» SOURCE INFORMATION
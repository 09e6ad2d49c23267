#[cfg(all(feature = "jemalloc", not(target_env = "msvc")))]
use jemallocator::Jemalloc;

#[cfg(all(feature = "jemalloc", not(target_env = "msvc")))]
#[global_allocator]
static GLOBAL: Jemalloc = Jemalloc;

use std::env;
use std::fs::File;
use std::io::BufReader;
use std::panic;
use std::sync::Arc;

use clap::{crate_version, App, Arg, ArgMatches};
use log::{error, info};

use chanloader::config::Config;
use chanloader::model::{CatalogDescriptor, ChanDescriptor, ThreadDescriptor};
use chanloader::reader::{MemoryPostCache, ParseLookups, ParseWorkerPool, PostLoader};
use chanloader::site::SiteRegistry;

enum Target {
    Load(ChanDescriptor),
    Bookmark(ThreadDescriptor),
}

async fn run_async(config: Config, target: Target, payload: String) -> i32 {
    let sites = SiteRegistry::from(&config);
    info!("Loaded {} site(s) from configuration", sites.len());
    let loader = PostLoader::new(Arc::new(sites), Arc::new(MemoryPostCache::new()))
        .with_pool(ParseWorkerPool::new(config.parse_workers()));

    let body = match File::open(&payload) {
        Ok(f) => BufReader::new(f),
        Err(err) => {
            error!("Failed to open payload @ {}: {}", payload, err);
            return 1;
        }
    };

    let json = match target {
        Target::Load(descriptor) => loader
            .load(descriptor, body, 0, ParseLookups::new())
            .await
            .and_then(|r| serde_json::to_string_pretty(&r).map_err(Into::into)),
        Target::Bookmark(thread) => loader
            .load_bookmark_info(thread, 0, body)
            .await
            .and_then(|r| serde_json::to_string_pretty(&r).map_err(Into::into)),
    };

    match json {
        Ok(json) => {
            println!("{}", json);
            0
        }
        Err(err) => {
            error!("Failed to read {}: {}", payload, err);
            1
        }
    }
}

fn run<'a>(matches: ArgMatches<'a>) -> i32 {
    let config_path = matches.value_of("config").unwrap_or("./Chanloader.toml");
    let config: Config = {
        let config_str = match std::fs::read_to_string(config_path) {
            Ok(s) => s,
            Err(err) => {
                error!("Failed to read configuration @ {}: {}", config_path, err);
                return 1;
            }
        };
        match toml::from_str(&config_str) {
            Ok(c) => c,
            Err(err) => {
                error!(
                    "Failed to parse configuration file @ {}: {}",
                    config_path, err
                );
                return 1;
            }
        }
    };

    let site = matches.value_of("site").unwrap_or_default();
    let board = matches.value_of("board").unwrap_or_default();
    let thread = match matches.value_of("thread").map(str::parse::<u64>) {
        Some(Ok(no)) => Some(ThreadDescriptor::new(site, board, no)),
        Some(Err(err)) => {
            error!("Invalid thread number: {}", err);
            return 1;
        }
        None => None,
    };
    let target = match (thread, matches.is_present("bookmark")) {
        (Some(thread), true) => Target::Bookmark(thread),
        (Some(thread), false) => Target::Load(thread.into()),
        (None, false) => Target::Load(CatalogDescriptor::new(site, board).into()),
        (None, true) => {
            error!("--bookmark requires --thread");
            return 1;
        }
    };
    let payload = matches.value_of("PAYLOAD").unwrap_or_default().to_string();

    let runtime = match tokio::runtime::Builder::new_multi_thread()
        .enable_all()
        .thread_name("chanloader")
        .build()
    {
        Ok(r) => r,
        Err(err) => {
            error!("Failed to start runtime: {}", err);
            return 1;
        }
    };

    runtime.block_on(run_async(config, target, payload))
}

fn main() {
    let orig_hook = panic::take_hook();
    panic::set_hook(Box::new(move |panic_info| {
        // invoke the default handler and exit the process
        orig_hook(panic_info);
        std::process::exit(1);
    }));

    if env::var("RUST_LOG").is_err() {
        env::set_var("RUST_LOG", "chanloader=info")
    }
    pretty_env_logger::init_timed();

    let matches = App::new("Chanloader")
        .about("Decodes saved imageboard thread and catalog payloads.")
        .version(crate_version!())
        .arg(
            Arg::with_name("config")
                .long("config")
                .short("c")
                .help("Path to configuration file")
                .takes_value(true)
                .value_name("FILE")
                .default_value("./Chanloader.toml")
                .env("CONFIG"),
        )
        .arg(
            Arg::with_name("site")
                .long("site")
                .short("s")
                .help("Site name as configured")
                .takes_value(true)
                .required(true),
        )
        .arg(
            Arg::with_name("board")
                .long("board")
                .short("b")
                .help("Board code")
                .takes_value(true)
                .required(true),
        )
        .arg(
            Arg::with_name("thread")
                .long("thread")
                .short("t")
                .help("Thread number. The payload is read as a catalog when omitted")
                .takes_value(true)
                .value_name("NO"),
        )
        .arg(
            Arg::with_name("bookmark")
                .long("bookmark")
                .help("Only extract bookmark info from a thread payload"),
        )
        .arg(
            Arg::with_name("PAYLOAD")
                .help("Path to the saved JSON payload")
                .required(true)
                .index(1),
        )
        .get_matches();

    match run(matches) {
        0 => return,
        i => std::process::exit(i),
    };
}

» WHAT THE TASK REQUIRES
Which lines of the data contain the word "None"? Copy each one.

» TASK OUTPUT
        None => None,
        (None, false) => Target::Load(CatalogDescriptor::new(site, board).into()),
        (None, true) => {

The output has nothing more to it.